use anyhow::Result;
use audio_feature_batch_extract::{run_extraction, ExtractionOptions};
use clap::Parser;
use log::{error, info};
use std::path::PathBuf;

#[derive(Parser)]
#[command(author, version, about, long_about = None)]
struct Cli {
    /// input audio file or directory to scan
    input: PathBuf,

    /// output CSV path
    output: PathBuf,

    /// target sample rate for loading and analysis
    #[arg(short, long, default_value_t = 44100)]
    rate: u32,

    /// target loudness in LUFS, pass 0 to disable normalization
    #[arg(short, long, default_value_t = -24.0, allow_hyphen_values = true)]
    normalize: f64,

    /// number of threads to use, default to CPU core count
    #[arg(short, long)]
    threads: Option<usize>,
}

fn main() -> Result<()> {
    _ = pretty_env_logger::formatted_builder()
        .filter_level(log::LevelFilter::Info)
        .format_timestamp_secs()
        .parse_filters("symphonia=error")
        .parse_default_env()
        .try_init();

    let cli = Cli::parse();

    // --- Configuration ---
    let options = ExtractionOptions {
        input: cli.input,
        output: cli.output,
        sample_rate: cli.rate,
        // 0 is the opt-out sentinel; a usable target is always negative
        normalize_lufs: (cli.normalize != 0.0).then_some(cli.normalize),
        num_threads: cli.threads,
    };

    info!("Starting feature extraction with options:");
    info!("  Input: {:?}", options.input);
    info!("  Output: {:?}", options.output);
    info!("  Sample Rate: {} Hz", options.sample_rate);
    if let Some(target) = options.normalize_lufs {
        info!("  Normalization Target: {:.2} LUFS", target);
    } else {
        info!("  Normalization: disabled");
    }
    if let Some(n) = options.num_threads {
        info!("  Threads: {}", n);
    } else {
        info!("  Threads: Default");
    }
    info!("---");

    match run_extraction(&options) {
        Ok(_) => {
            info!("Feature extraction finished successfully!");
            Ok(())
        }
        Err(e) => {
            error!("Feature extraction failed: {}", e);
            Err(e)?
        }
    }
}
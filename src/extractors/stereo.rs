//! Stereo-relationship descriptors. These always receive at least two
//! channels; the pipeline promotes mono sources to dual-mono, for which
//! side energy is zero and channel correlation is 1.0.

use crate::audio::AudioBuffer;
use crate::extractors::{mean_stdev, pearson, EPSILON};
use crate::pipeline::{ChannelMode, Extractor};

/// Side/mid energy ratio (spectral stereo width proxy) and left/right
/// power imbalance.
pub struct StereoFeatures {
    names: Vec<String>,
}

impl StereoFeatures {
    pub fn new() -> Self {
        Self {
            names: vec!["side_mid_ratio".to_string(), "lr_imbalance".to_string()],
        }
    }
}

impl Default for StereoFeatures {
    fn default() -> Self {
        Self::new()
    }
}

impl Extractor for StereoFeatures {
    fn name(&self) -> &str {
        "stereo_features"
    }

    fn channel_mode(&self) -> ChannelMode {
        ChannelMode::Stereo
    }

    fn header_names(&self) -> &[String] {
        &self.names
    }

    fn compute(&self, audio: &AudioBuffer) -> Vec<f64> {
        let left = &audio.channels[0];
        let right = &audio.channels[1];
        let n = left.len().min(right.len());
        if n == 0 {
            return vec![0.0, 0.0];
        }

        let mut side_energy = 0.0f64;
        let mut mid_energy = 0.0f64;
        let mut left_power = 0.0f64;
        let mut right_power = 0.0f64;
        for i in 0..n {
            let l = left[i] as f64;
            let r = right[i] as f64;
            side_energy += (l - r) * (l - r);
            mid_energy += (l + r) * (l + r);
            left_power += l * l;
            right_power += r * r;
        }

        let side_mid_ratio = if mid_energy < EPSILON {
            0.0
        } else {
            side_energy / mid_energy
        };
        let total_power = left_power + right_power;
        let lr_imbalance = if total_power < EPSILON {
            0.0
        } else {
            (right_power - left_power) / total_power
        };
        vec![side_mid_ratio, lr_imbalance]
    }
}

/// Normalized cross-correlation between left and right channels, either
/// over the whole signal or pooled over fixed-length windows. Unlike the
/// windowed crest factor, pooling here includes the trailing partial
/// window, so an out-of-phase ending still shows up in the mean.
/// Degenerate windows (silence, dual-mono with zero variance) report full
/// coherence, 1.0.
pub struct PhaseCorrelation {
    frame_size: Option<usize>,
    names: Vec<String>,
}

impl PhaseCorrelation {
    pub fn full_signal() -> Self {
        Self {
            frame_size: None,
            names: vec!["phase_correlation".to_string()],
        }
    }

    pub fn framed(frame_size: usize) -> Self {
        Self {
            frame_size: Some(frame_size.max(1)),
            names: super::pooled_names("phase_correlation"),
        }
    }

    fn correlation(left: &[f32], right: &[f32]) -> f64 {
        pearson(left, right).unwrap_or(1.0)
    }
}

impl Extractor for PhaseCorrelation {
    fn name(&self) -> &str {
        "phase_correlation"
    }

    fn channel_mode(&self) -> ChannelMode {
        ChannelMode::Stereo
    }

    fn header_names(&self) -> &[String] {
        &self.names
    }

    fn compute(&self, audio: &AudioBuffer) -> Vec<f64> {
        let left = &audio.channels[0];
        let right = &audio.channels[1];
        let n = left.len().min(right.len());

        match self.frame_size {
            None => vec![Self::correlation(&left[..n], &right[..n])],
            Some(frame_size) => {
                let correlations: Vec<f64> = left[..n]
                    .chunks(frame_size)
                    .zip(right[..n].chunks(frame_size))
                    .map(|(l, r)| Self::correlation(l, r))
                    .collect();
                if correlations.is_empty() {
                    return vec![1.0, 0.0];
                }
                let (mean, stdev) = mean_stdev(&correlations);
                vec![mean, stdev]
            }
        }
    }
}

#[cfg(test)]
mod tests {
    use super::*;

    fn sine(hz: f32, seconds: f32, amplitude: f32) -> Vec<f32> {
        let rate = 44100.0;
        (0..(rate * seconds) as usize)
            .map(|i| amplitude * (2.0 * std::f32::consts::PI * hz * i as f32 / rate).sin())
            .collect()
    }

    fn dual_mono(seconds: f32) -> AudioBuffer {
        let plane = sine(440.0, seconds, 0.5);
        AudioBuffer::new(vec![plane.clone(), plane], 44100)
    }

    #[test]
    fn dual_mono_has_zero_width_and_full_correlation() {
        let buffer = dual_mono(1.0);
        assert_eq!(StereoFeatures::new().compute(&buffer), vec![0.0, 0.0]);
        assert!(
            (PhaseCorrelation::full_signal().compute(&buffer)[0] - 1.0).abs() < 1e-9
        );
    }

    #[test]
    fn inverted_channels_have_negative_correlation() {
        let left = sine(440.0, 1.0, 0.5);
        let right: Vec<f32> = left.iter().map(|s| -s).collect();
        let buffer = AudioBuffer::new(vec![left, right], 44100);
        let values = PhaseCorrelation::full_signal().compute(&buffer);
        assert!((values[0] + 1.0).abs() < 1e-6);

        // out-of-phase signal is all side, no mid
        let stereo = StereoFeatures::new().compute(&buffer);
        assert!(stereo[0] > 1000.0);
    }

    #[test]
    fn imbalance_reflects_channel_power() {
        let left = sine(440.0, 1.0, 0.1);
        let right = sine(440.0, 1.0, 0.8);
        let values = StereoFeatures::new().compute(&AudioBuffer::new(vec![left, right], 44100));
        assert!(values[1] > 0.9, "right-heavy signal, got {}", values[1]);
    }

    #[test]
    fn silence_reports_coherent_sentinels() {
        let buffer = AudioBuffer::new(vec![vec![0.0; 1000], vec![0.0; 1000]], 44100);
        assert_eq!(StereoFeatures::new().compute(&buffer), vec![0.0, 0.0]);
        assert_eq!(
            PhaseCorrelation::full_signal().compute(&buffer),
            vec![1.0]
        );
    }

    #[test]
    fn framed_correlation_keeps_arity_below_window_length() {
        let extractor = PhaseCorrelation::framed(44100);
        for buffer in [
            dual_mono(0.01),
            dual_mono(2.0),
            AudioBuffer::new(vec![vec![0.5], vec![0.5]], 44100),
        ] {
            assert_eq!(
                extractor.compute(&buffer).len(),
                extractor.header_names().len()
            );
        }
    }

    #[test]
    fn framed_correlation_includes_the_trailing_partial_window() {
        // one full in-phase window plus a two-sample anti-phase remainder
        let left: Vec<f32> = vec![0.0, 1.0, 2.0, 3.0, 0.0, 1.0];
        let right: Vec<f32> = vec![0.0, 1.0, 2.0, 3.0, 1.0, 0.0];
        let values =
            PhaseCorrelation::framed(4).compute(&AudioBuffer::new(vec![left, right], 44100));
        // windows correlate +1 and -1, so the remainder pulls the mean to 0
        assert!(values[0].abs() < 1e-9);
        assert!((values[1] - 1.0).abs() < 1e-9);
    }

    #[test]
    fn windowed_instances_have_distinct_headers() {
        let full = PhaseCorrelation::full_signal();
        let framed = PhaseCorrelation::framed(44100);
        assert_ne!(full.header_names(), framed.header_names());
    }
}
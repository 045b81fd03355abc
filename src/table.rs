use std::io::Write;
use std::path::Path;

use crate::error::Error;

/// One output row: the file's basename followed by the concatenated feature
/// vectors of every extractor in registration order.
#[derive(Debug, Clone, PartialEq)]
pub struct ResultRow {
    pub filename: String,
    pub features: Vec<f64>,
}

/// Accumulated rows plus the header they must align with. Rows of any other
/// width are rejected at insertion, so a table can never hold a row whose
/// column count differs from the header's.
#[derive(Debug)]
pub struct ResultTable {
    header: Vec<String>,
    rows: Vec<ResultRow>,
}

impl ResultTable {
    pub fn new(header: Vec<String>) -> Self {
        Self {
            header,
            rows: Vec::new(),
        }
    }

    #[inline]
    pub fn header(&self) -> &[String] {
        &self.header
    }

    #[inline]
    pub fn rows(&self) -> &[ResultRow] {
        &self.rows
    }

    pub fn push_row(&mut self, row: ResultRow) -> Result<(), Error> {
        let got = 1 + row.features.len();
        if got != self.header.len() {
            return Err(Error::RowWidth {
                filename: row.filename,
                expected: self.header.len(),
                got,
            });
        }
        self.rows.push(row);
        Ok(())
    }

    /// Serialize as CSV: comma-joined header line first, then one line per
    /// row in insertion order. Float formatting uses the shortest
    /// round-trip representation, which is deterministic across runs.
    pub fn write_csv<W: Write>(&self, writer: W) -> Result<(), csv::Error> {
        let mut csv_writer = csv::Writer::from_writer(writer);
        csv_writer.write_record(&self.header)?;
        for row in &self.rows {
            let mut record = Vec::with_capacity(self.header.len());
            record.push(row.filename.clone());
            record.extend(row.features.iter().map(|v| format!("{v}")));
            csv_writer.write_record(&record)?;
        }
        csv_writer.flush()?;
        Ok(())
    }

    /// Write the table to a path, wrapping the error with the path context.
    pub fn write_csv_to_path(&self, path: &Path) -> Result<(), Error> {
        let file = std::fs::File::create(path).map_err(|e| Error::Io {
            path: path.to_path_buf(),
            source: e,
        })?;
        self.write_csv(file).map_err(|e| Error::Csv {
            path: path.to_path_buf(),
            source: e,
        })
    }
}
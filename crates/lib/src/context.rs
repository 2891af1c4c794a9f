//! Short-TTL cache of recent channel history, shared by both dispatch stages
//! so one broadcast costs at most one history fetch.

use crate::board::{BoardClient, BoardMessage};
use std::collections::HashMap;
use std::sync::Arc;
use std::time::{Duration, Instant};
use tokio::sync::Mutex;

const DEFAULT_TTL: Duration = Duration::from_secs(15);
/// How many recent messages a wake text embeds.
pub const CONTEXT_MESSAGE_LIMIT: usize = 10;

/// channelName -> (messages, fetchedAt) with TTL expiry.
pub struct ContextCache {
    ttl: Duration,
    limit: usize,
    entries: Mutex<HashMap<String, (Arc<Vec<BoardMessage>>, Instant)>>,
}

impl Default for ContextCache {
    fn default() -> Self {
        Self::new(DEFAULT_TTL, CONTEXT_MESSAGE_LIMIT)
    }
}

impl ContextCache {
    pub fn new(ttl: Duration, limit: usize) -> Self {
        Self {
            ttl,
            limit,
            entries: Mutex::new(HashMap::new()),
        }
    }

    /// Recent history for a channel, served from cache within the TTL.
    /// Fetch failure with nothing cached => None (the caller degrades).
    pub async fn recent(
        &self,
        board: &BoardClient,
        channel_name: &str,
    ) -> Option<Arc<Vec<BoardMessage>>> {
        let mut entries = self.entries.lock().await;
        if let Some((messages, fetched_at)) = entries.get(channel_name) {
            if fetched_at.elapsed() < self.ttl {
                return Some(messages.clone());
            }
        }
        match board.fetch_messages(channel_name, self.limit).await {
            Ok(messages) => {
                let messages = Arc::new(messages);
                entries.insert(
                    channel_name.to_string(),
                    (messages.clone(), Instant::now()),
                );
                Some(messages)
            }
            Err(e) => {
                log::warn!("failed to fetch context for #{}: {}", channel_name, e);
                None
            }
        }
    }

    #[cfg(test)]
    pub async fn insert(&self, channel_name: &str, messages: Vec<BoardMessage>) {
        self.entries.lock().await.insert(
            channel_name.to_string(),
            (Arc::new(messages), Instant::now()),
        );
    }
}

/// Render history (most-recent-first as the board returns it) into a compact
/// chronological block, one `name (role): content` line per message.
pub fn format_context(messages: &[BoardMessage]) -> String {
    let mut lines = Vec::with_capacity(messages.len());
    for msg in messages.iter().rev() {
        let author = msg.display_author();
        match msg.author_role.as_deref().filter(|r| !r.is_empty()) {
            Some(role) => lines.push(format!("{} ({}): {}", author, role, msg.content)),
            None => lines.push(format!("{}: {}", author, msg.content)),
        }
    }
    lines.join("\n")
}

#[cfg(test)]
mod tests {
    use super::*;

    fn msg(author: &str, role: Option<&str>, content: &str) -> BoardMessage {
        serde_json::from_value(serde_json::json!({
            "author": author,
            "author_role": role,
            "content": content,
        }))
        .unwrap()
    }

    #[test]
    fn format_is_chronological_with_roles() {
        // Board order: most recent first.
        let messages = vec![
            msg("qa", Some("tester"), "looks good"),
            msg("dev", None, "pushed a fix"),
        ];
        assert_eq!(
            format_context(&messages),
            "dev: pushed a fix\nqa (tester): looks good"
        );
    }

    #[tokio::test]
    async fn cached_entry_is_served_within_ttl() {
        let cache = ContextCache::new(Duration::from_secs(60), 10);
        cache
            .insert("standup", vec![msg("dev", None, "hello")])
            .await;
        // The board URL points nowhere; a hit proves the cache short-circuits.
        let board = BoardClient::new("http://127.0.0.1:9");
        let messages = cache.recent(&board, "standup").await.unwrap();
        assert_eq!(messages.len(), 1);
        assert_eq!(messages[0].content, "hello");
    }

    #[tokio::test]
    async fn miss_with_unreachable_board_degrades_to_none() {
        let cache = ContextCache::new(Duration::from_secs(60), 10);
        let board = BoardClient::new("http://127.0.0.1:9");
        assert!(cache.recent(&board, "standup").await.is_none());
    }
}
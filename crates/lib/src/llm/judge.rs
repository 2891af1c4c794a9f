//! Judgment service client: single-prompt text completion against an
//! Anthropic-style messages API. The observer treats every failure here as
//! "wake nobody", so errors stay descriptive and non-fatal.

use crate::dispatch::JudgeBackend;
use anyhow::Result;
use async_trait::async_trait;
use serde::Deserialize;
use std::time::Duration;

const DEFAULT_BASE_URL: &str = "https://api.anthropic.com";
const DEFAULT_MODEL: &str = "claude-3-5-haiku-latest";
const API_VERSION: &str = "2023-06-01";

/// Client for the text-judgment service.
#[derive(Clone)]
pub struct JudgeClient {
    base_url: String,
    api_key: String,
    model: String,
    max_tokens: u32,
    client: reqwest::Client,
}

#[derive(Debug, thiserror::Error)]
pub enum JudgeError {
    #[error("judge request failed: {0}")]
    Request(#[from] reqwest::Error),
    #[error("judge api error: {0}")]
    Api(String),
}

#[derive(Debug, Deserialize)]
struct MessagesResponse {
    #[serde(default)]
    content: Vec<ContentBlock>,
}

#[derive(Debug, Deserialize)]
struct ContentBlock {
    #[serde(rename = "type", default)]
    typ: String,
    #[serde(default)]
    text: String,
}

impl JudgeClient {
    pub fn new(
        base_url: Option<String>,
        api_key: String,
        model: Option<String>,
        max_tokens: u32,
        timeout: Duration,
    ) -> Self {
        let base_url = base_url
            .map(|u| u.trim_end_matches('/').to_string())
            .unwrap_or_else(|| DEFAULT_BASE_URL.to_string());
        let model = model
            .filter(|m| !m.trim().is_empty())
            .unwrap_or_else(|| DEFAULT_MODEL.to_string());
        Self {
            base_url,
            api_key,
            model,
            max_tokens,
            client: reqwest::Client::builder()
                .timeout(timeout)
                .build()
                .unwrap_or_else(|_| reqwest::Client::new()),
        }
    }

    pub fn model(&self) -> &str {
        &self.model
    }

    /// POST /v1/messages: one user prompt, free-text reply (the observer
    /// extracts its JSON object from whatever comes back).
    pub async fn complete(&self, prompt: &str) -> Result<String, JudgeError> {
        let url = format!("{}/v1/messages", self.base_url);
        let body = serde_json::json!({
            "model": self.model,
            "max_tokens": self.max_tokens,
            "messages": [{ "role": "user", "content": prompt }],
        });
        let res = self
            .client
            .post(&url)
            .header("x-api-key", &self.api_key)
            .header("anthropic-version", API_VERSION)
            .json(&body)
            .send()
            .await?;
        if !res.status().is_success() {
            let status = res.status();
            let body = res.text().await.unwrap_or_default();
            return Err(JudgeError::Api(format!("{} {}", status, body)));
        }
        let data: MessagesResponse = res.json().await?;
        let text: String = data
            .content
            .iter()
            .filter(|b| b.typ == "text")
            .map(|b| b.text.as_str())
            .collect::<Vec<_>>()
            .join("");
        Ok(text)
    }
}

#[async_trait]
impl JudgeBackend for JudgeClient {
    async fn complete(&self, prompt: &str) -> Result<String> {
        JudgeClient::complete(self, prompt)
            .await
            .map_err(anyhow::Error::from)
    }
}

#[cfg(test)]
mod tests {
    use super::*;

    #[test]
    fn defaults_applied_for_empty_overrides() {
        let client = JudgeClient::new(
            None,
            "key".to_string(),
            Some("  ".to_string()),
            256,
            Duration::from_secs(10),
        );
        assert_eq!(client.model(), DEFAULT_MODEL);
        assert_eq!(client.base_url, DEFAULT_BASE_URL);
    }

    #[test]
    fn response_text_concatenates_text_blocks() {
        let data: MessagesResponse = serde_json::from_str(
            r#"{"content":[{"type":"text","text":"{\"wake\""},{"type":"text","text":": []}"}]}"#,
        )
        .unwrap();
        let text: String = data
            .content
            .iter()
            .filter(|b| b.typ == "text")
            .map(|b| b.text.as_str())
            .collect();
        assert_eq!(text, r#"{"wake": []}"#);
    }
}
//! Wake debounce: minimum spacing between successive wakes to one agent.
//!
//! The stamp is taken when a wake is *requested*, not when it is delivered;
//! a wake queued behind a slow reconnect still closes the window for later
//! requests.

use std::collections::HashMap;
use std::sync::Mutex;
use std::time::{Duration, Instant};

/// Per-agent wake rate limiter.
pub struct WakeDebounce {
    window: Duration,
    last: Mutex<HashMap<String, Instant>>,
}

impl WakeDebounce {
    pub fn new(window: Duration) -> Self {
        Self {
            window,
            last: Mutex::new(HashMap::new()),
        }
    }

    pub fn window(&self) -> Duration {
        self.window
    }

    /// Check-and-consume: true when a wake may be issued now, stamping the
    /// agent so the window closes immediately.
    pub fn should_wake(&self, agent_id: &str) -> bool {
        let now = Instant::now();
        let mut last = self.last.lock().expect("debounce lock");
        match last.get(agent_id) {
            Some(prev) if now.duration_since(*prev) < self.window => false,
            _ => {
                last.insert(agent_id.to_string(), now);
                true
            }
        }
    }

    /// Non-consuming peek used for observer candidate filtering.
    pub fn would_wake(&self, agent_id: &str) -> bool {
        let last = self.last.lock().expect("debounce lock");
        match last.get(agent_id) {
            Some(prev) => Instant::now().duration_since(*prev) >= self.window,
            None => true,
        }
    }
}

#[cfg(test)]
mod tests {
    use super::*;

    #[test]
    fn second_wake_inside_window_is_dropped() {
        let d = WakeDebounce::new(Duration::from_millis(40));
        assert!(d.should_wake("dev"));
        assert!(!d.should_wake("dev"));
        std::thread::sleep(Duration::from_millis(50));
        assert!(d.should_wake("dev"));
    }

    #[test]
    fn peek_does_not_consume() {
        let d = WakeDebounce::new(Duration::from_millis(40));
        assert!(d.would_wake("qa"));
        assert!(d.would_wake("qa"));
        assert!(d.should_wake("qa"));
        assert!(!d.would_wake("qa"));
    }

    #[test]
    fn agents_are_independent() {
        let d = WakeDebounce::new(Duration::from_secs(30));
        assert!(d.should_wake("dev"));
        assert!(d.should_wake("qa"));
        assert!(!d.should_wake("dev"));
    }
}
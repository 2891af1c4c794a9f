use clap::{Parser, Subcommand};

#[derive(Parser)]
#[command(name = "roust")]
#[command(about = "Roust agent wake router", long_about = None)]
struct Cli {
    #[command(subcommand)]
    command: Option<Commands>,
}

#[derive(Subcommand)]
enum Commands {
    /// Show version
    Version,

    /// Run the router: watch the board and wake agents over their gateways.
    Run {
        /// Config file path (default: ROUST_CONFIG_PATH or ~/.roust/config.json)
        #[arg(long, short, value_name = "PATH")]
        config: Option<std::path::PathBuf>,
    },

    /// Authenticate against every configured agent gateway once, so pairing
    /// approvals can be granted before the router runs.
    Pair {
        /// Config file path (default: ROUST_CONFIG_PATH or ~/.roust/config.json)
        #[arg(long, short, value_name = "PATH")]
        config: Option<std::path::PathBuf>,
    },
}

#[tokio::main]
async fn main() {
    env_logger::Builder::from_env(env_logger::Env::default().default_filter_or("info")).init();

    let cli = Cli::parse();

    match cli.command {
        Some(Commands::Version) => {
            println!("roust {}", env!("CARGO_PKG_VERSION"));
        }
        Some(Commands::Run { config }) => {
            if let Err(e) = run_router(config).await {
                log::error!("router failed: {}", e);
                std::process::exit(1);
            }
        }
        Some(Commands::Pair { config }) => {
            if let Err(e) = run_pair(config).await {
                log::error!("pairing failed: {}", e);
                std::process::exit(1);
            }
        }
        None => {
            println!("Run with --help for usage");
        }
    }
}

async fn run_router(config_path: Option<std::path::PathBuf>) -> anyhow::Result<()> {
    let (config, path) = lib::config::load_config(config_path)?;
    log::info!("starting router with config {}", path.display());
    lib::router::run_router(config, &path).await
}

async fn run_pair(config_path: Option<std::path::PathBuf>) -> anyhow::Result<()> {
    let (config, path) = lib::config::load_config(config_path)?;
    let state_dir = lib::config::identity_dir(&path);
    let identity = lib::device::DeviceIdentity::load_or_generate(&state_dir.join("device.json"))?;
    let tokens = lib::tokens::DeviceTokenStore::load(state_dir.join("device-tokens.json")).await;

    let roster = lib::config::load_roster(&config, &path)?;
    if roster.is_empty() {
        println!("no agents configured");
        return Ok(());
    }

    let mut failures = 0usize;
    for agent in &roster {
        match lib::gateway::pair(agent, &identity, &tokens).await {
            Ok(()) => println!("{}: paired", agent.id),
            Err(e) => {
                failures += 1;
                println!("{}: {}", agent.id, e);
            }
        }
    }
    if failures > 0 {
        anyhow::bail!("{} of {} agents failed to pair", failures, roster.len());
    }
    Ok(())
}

##############################

» WHAT YOU HAVE TO DO: Using the records above, gather all lines where the string "entries" is present.

» TASK OUTPUT:
    entries: Mutex<HashMap<String, (Arc<Vec<BoardMessage>>, Instant)>>,
            entries: Mutex::new(HashMap::new()),
        let mut entries = self.entries.lock().await;
        if let Some((messages, fetched_at)) = entries.get(channel_name) {
                entries.insert(
        self.entries.lock().await.insert(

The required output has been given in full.